Eight teams of students chose the RC option, including IC PhD students Arnout Devos and Sylvain Chatel, and master’s students Francesco Bardi, Samuel von Baussnern, and Emilijano Gjiriti. These two teams had their reproducibility projects published in a special issue of the journal ReScience.

Bardi, von Baussnem and Gjiriti reviewed “Learning Neural PDE Solvers with Convergence Guarantees” by Hsieh et al. In the original paper, the authors proposed an approach to using ML techniques to solve partial differential equations (PDEs). The students were able to partially confirm the original results, but were not able to reproduce all of the data yielded by the trained PDE solver.

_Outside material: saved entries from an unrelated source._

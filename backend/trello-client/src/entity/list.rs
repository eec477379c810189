use super::{Board, Card, Entity, EntityCore, FieldSet, Tracked, push_changed};
use crate::client::{QueryParams, TrelloClient};
use crate::error::TrelloError;

use models::{CardData, ListData, validate_name};

use log::{debug, info};

const LIST_KIND: &str = "list";
const LISTS_ENDPOINT: &str = "lists";

#[derive(Debug, Clone, PartialEq)]
pub(crate) struct ListFields {
    name: String,
    archived: bool,
}

impl ListFields {
    fn from_data(data: &ListData) -> Self {
        Self {
            name: data.name.clone(),
            archived: data.closed,
        }
    }
}

impl FieldSet for ListFields {
    fn update_params(&self, baseline: Option<&Self>) -> QueryParams {
        let mut params = QueryParams::new();
        push_changed(&mut params, "name", &self.name, baseline.map(|b| &b.name), |v| v.clone());
        push_changed(&mut params, "closed", &self.archived, baseline.map(|b| &b.archived), |v| *v);
        params
    }

    fn validate(&self) -> Result<(), TrelloError> {
        validate_name(&self.name)?;
        Ok(())
    }
}

/// A list on a board.
#[derive(Debug)]
pub struct List {
    core: EntityCore,
    board_id: String,
    fields: Tracked<ListFields>,
    pos: f64,
    cards: Vec<Card>,
}

impl List {
    pub(crate) fn from_data(client: TrelloClient, data: ListData, cards: Vec<Card>) -> Self {
        Self {
            fields: Tracked::new(ListFields::from_data(&data)),
            core: EntityCore::new(LIST_KIND, client, data.id),
            board_id: data.id_board,
            pos: data.pos,
            cards,
        }
    }

    /// Create a list at the bottom of `board`.
    ///
    /// The board's loaded lists are not touched; deep load again to see it there.
    pub async fn create(board: &Board, title: impl Into<String>) -> Result<List, TrelloError> {
        if !board.is_loaded() {
            return Err(TrelloError::entity_deleted("board", board.remote_id()));
        }

        let title = title.into();
        validate_name(&title)?;

        let params = QueryParams::new()
            .with("name", title)
            .with("idBoard", board.remote_id())
            .with("pos", "bottom");

        let client = board.client();
        let data: ListData = client.post(LISTS_ENDPOINT, params).await?;
        info!("Created list '{}' ({}) on board {}", data.name, data.id, data.id_board);
        Ok(Self::from_data(client.clone(), data, Vec::new()))
    }

    pub fn board_id(&self) -> &str {
        &self.board_id
    }

    pub fn position(&self) -> f64 {
        self.pos
    }

    pub fn is_archived(&self) -> bool {
        self.fields.current().archived
    }

    pub fn set_archived(&mut self, archived: bool) {
        self.fields.current_mut().archived = archived;
    }

    /// Cards loaded with the board; empty for lists that were not deep loaded.
    pub fn cards(&self) -> &[Card] {
        &self.cards
    }

    pub fn cards_mut(&mut self) -> &mut [Card] {
        &mut self.cards
    }

    pub fn card(&self, remote_id: &str) -> Option<&Card> {
        self.cards.iter().find(|card| card.remote_id() == remote_id)
    }

    pub fn card_mut(&mut self, remote_id: &str) -> Option<&mut Card> {
        self.cards.iter_mut().find(|card| card.remote_id() == remote_id)
    }

    fn apply(&mut self, data: ListData) {
        self.fields.mark_synced(ListFields::from_data(&data));
        self.board_id = data.id_board;
        self.pos = data.pos;
    }
}

impl Entity for List {
    fn remote_id(&self) -> &str {
        &self.core.remote_id
    }

    fn client(&self) -> &TrelloClient {
        &self.core.client
    }

    fn name(&self) -> &str {
        &self.fields.current().name
    }

    fn set_name(&mut self, name: impl Into<String>) {
        self.fields.current_mut().name = name.into();
    }

    fn is_loaded(&self) -> bool {
        !self.core.deleted
    }

    fn is_dirty(&self) -> bool {
        self.fields.is_dirty()
    }

    async fn update(&mut self, force: bool) -> Result<bool, TrelloError> {
        match self.core.push::<_, ListData>(&self.fields, force).await? {
            Some(data) => {
                self.apply(data);
                Ok(true)
            }
            None => Ok(false),
        }
    }

    async fn pull(&mut self) -> Result<(), TrelloError> {
        let data: ListData = self.core.fetch().await?;
        self.apply(data);
        Ok(())
    }

    /// Trello cannot delete lists: every card on the list is deleted and the
    /// list itself is archived.
    ///
    /// Cards are dropped from [`List::cards`] one by one as Trello confirms
    /// them, so a failure part way leaves only the cards that still exist.
    async fn delete(&mut self) -> Result<(), TrelloError> {
        self.core.ensure_live()?;

        let resource = self.core.resource();
        let client = &self.core.client;

        let cards: Vec<CardData> = client
            .get(&format!("{resource}/cards"), QueryParams::new().with("filter", "all"))
            .await?;
        for card in &cards {
            debug!("Deleting card {} of list {}", card.id, self.core.remote_id);
            client.delete(&format!("cards/{}", card.id)).await?;
            self.cards.retain(|local| local.remote_id() != card.id);
        }

        let _: ListData = client
            .put(&format!("{resource}/closed"), QueryParams::new().with("value", true))
            .await?;

        self.core.deleted = true;
        self.cards.clear();
        self.fields.current_mut().archived = true;
        info!(
            "Deleted list {} ({} cards removed, list archived)",
            self.core.remote_id,
            cards.len()
        );
        Ok(())
    }
}
use crate::LabelData;

use serde::{Deserialize, Serialize};

/// A card as returned by `GET /1/cards/{id}`.
///
/// Trello embeds the full label records, so a card can be rebuilt without
/// a second request.
#[derive(Debug, Clone, PartialEq, Serialize, Deserialize)]
#[serde(rename_all = "camelCase")]
pub struct CardData {
    pub id: String,
    pub name: String,
    #[serde(rename = "desc", default)]
    pub description: String,
    #[serde(default)]
    pub closed: bool,
    pub id_list: String,
    #[serde(default)]
    pub id_board: Option<String>,
    #[serde(default)]
    pub pos: f64,
    #[serde(default)]
    pub labels: Vec<LabelData>,
}
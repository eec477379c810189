use crate::helpers::{
    BOARD_ID, board_json, card_json, connected_client, deleted_json, label_json, list_json,
};

use trello_client::{Board, Entity, TrelloError};

use serde_json::json;
use wiremock::matchers::{method, path, query_param, query_param_is_missing};
use wiremock::{Mock, MockServer, ResponseTemplate};

/// **VALUE**: Verifies board creation sends the name, visibility and no default lists.
///
/// **BUG THIS CATCHES**: Would catch the `prefs` map being sent as a nested value
/// instead of Trello's flattened `prefs_permissionLevel` parameter.
#[tokio::test]
async fn given_name_when_creating_board_then_posts_flattened_prefs() {
    let server = MockServer::start().await;
    Mock::given(method("POST"))
        .and(path("/1/boards"))
        .and(query_param("name", "Roadmap"))
        .and(query_param("defaultLists", "false"))
        .and(query_param("prefs_permissionLevel", "public"))
        .respond_with(ResponseTemplate::new(200).set_body_json(json!({
            "id": BOARD_ID,
            "name": "Roadmap",
            "prefs": { "permissionLevel": "public" }
        })))
        .expect(1)
        .mount(&server)
        .await;
    let client = connected_client(&server).await;

    let board = Board::create(&client, "Roadmap", true).await.unwrap();

    assert_eq!(board.remote_id(), BOARD_ID);
    assert_eq!(board.name(), "Roadmap");
    assert!(board.is_public());
    assert!(board.is_loaded());
    assert!(!board.is_dirty());
    assert!(board.lists().is_none());
}

#[tokio::test]
async fn given_blank_name_when_creating_board_then_validation_error_without_request() {
    let server = MockServer::start().await;
    Mock::given(method("POST"))
        .and(path("/1/boards"))
        .respond_with(ResponseTemplate::new(200))
        .expect(0)
        .mount(&server)
        .await;
    let client = connected_client(&server).await;

    let result = Board::create(&client, "   ", false).await;

    assert!(matches!(result, Err(TrelloError::Validation { .. })));
}

#[tokio::test]
async fn given_existing_id_when_fetching_board_then_board_is_returned() {
    let server = MockServer::start().await;
    Mock::given(method("GET"))
        .and(path(format!("/1/boards/{BOARD_ID}")))
        .respond_with(ResponseTemplate::new(200).set_body_json(board_json(BOARD_ID, "Roadmap")))
        .expect(1)
        .mount(&server)
        .await;
    let client = connected_client(&server).await;

    let board = Board::from_remote(&client, BOARD_ID).await.unwrap().unwrap();

    assert_eq!(board.name(), "Roadmap");
    assert_eq!(board.short_link(), Some("abcd1234"));
    assert!(!board.is_public());
}

/// **VALUE**: Verifies a missing board is `None`, not an error.
#[tokio::test]
async fn given_unknown_id_when_fetching_board_then_none() {
    let server = MockServer::start().await;
    Mock::given(method("GET"))
        .and(path(format!("/1/boards/{BOARD_ID}")))
        .respond_with(ResponseTemplate::new(404).set_body_string("The requested resource was not found."))
        .expect(1)
        .mount(&server)
        .await;
    let client = connected_client(&server).await;

    let board = Board::from_remote(&client, BOARD_ID).await.unwrap();

    assert!(board.is_none());
}

#[tokio::test]
async fn given_malformed_id_when_fetching_board_then_none_without_request() {
    let server = MockServer::start().await;
    Mock::given(method("GET"))
        .and(path("/1/boards/not-a-board"))
        .respond_with(ResponseTemplate::new(200))
        .expect(0)
        .mount(&server)
        .await;
    let client = connected_client(&server).await;

    let board = Board::from_remote(&client, "not-a-board").await.unwrap();

    assert!(board.is_none());
}

#[tokio::test]
async fn given_member_boards_when_fetching_all_then_every_board_is_returned() {
    let server = MockServer::start().await;
    Mock::given(method("GET"))
        .and(path("/1/members/me/boards"))
        .respond_with(ResponseTemplate::new(200).set_body_json(json!([
            board_json(BOARD_ID, "Roadmap"),
            board_json("5f1a2b3c4d5e6f7a8b9c0d1f", "Chores"),
        ])))
        .expect(1)
        .mount(&server)
        .await;
    let client = connected_client(&server).await;

    let boards = Board::fetch_all_from(&client).await.unwrap();

    let names: Vec<&str> = boards.iter().map(|board| board.name()).collect();
    assert_eq!(names, ["Roadmap", "Chores"]);
}

/// **VALUE**: Verifies deep load groups cards under their lists, ordered by position.
///
/// **BUG THIS CATCHES**: Would catch cards attached to the wrong list, lists kept in
/// response order instead of board order, or a card on an unknown list crashing the load.
#[tokio::test]
async fn given_board_when_deep_loading_then_lists_cards_and_labels_are_assembled() {
    let server = MockServer::start().await;
    Mock::given(method("GET"))
        .and(path(format!("/1/boards/{BOARD_ID}")))
        .respond_with(ResponseTemplate::new(200).set_body_json(board_json(BOARD_ID, "Roadmap")))
        .mount(&server)
        .await;
    Mock::given(method("GET"))
        .and(path(format!("/1/boards/{BOARD_ID}/lists")))
        .and(query_param("filter", "all"))
        .respond_with(ResponseTemplate::new(200).set_body_json(json!([
            list_json("L2", "Done", 2048.0),
            list_json("L1", "Todo", 1024.0),
        ])))
        .expect(1)
        .mount(&server)
        .await;
    Mock::given(method("GET"))
        .and(path(format!("/1/boards/{BOARD_ID}/cards")))
        .and(query_param("filter", "all"))
        .respond_with(ResponseTemplate::new(200).set_body_json(json!([
            card_json("C3", "Ship it", "L2", 100.0),
            card_json("C2", "Write docs", "L1", 200.0),
            card_json("C1", "Plan", "L1", 100.0),
            card_json("C9", "Stray", "L-unknown", 1.0),
        ])))
        .expect(1)
        .mount(&server)
        .await;
    Mock::given(method("GET"))
        .and(path(format!("/1/boards/{BOARD_ID}/labels")))
        .respond_with(ResponseTemplate::new(200).set_body_json(json!([
            label_json("B1", BOARD_ID, "Bug", Some("red")),
        ])))
        .expect(1)
        .mount(&server)
        .await;
    let client = connected_client(&server).await;
    let mut board = Board::from_remote(&client, BOARD_ID).await.unwrap().unwrap();
    assert!(!board.is_deep_loaded());

    board.deep_load().await.unwrap();

    let lists = board.lists().unwrap();
    let list_names: Vec<&str> = lists.iter().map(|list| list.name()).collect();
    assert_eq!(list_names, ["Todo", "Done"]);

    let todo_cards: Vec<&str> = lists[0].cards().iter().map(|card| card.name()).collect();
    assert_eq!(todo_cards, ["Plan", "Write docs"]);
    assert_eq!(lists[1].cards().len(), 1);
    assert_eq!(board.cards().unwrap().count(), 3);

    assert_eq!(board.labels().unwrap().len(), 1);
    assert_eq!(board.label("B1").unwrap().name(), "Bug");
    assert!(board.list("L1").unwrap().card("C2").is_some());
}

/// **VALUE**: Verifies `update` only sends what changed and skips clean entities.
///
/// **BUG THIS CATCHES**: Re-sending every field on each update would overwrite
/// concurrent edits made by other Trello users.
#[tokio::test]
async fn given_changed_description_when_updating_then_only_description_is_sent() {
    let server = MockServer::start().await;
    Mock::given(method("GET"))
        .and(path(format!("/1/boards/{BOARD_ID}")))
        .respond_with(ResponseTemplate::new(200).set_body_json(board_json(BOARD_ID, "Roadmap")))
        .mount(&server)
        .await;
    let mut updated = board_json(BOARD_ID, "Roadmap");
    updated["desc"] = json!("Next quarter");
    Mock::given(method("PUT"))
        .and(path(format!("/1/boards/{BOARD_ID}")))
        .and(query_param("desc", "Next quarter"))
        .and(query_param_is_missing("name"))
        .and(query_param_is_missing("closed"))
        .respond_with(ResponseTemplate::new(200).set_body_json(updated))
        .expect(1)
        .mount(&server)
        .await;
    let client = connected_client(&server).await;
    let mut board = Board::from_remote(&client, BOARD_ID).await.unwrap().unwrap();

    board.set_description("Next quarter");
    assert!(board.is_dirty());
    let first = board.update(false).await.unwrap();
    let second = board.update(false).await.unwrap();

    assert!(first);
    assert!(!second);
    assert!(!board.is_dirty());
    assert_eq!(board.description(), "Next quarter");
}

#[tokio::test]
async fn given_clean_board_when_force_updating_then_every_field_is_sent() {
    let server = MockServer::start().await;
    Mock::given(method("GET"))
        .and(path(format!("/1/boards/{BOARD_ID}")))
        .respond_with(ResponseTemplate::new(200).set_body_json(board_json(BOARD_ID, "Roadmap")))
        .mount(&server)
        .await;
    Mock::given(method("PUT"))
        .and(path(format!("/1/boards/{BOARD_ID}")))
        .and(query_param("name", "Roadmap"))
        .and(query_param("desc", ""))
        .and(query_param("closed", "false"))
        .and(query_param("prefs/permissionLevel", "private"))
        .respond_with(ResponseTemplate::new(200).set_body_json(board_json(BOARD_ID, "Roadmap")))
        .expect(1)
        .mount(&server)
        .await;
    let client = connected_client(&server).await;
    let mut board = Board::from_remote(&client, BOARD_ID).await.unwrap().unwrap();

    let sent = board.update(true).await.unwrap();

    assert!(sent);
}

#[tokio::test]
async fn given_local_edits_when_pulling_then_remote_values_win() {
    let server = MockServer::start().await;
    Mock::given(method("GET"))
        .and(path(format!("/1/boards/{BOARD_ID}")))
        .respond_with(ResponseTemplate::new(200).set_body_json(board_json(BOARD_ID, "Roadmap")))
        .expect(2)
        .mount(&server)
        .await;
    let client = connected_client(&server).await;
    let mut board = Board::from_remote(&client, BOARD_ID).await.unwrap().unwrap();

    board.set_name("Local rename");
    board.pull().await.unwrap();

    assert_eq!(board.name(), "Roadmap");
    assert!(!board.is_dirty());
}

/// **VALUE**: Verifies a deleted board refuses further remote operations.
#[tokio::test]
async fn given_deleted_board_when_updating_then_entity_deleted_error() {
    let server = MockServer::start().await;
    Mock::given(method("GET"))
        .and(path(format!("/1/boards/{BOARD_ID}")))
        .respond_with(ResponseTemplate::new(200).set_body_json(board_json(BOARD_ID, "Roadmap")))
        .expect(1)
        .mount(&server)
        .await;
    Mock::given(method("DELETE"))
        .and(path(format!("/1/boards/{BOARD_ID}")))
        .respond_with(ResponseTemplate::new(200).set_body_json(deleted_json()))
        .expect(1)
        .mount(&server)
        .await;
    let client = connected_client(&server).await;
    let mut board = Board::from_remote(&client, BOARD_ID).await.unwrap().unwrap();

    board.delete().await.unwrap();

    assert!(!board.is_loaded());
    assert!(matches!(
        board.update(true).await,
        Err(TrelloError::EntityDeleted { entity: "board", .. })
    ));
    assert!(matches!(board.pull().await, Err(TrelloError::EntityDeleted { .. })));
    assert!(matches!(board.delete().await, Err(TrelloError::EntityDeleted { .. })));
}
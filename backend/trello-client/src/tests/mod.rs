mod client;
mod config;
mod credentials;
mod error;
mod query;

pub(crate) const TEST_KEY: &str = "0123456789abcdef0123456789abcdef";
pub(crate) const TEST_TOKEN: &str =
    "fedcba9876543210fedcba9876543210fedcba9876543210fedcba9876543210";
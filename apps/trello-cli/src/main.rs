use trello_cli::cli::Cli;
use trello_cli::logger::FILE_ONLY_TARGET;
use trello_cli::run;

use std::process::ExitCode;

use clap::Parser;
use log::error;

#[tokio::main]
async fn main() -> ExitCode {
    let cli = Cli::parse();

    match run(cli).await {
        Ok(()) => ExitCode::SUCCESS,
        Err(e) => {
            error!(target: FILE_ONLY_TARGET, "{e}");
            eprintln!("trello: {e}");
            ExitCode::FAILURE
        }
    }
}
use super::{Board, Entity, EntityCore, FieldSet, Tracked, push_changed};
use crate::client::{QueryParams, TrelloClient};
use crate::error::TrelloError;

use models::{LabelColor, LabelData, MAX_NAME_LENGTH};

use log::info;

const LABEL_KIND: &str = "label";
const LABELS_ENDPOINT: &str = "labels";

#[derive(Debug, Clone, PartialEq)]
pub(crate) struct LabelFields {
    name: String,
    color: LabelColor,
}

impl LabelFields {
    fn from_data(data: &LabelData) -> Self {
        Self {
            name: data.name.clone(),
            color: data.label_color(),
        }
    }
}

impl FieldSet for LabelFields {
    fn update_params(&self, baseline: Option<&Self>) -> QueryParams {
        let mut params = QueryParams::new();
        push_changed(&mut params, "name", &self.name, baseline.map(|b| &b.name), |v| v.clone());
        push_changed(&mut params, "color", &self.color, baseline.map(|b| &b.color), |c| {
            c.as_wire()
        });
        params
    }

    // Labels may be colour-only, so an empty name is fine.
    fn validate(&self) -> Result<(), TrelloError> {
        validate_label_name(&self.name)
    }
}

#[track_caller]
fn validate_label_name(name: &str) -> Result<(), TrelloError> {
    if name.chars().count() > MAX_NAME_LENGTH {
        return Err(TrelloError::validation(format!(
            "Label name exceeds {MAX_NAME_LENGTH} characters"
        )));
    }
    Ok(())
}

/// A board label. Cards carry copies of the labels assigned to them.
#[derive(Debug, Clone)]
pub struct Label {
    core: EntityCore,
    board_id: String,
    fields: Tracked<LabelFields>,
}

impl Label {
    pub(crate) fn from_data(client: TrelloClient, data: LabelData) -> Self {
        Self {
            fields: Tracked::new(LabelFields::from_data(&data)),
            core: EntityCore::new(LABEL_KIND, client, data.id),
            board_id: data.id_board,
        }
    }

    /// Create a label on `board`.
    pub async fn create(
        board: &Board,
        name: impl Into<String>,
        color: LabelColor,
    ) -> Result<Label, TrelloError> {
        if !board.is_loaded() {
            return Err(TrelloError::entity_deleted("board", board.remote_id()));
        }

        let name = name.into();
        validate_label_name(&name)?;

        let params = QueryParams::new()
            .with("name", name)
            .with("color", color.as_wire())
            .with("idBoard", board.remote_id());

        let client = board.client();
        let data: LabelData = client.post(LABELS_ENDPOINT, params).await?;
        info!(
            "Created label '{}' ({}) on board {}",
            data.name, data.id, data.id_board
        );
        Ok(Self::from_data(client.clone(), data))
    }

    pub fn board_id(&self) -> &str {
        &self.board_id
    }

    pub fn color(&self) -> LabelColor {
        self.fields.current().color
    }

    pub fn set_color(&mut self, color: LabelColor) {
        self.fields.current_mut().color = color;
    }

    fn apply(&mut self, data: LabelData) {
        self.fields.mark_synced(LabelFields::from_data(&data));
        self.board_id = data.id_board;
    }
}

impl Entity for Label {
    fn remote_id(&self) -> &str {
        &self.core.remote_id
    }

    fn client(&self) -> &TrelloClient {
        &self.core.client
    }

    fn name(&self) -> &str {
        &self.fields.current().name
    }

    fn set_name(&mut self, name: impl Into<String>) {
        self.fields.current_mut().name = name.into();
    }

    fn is_loaded(&self) -> bool {
        !self.core.deleted
    }

    fn is_dirty(&self) -> bool {
        self.fields.is_dirty()
    }

    async fn update(&mut self, force: bool) -> Result<bool, TrelloError> {
        match self.core.push::<_, LabelData>(&self.fields, force).await? {
            Some(data) => {
                self.apply(data);
                Ok(true)
            }
            None => Ok(false),
        }
    }

    async fn pull(&mut self) -> Result<(), TrelloError> {
        let data: LabelData = self.core.fetch().await?;
        self.apply(data);
        Ok(())
    }

    async fn delete(&mut self) -> Result<(), TrelloError> {
        self.core.remove().await?;
        info!("Deleted label {}", self.core.remote_id);
        Ok(())
    }
}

Meanwhile, Devos and Chatel reviewed the ICLR 2019 paper, “Meta-learning with differentiable closed-form solvers” by Bertinetto et al, which proposed methods for training deep learning networks based on a small number of training examples (few-shot learning). The students reproduced the key results, and even developed several recommendations for the original authors, who updated their paper based on the students’ insights.

Devos and Chatel’s project, which they refined and submitted with supervising professor Matthias Grossglauser (IC Information and Network Dynamics Lab, INDY), was the only RC project selected for the 2019 ICLR Reproducibility in Machine Learning workshop in New Orleans, Louisiana, USA. Devos presented the findings at the conference on May 6th, and even got to meet Luca Bertinetto – the lead author of the original study.

“Meeting the original author and discussing reproducibility findings was the cherry on the cake!” Devos said.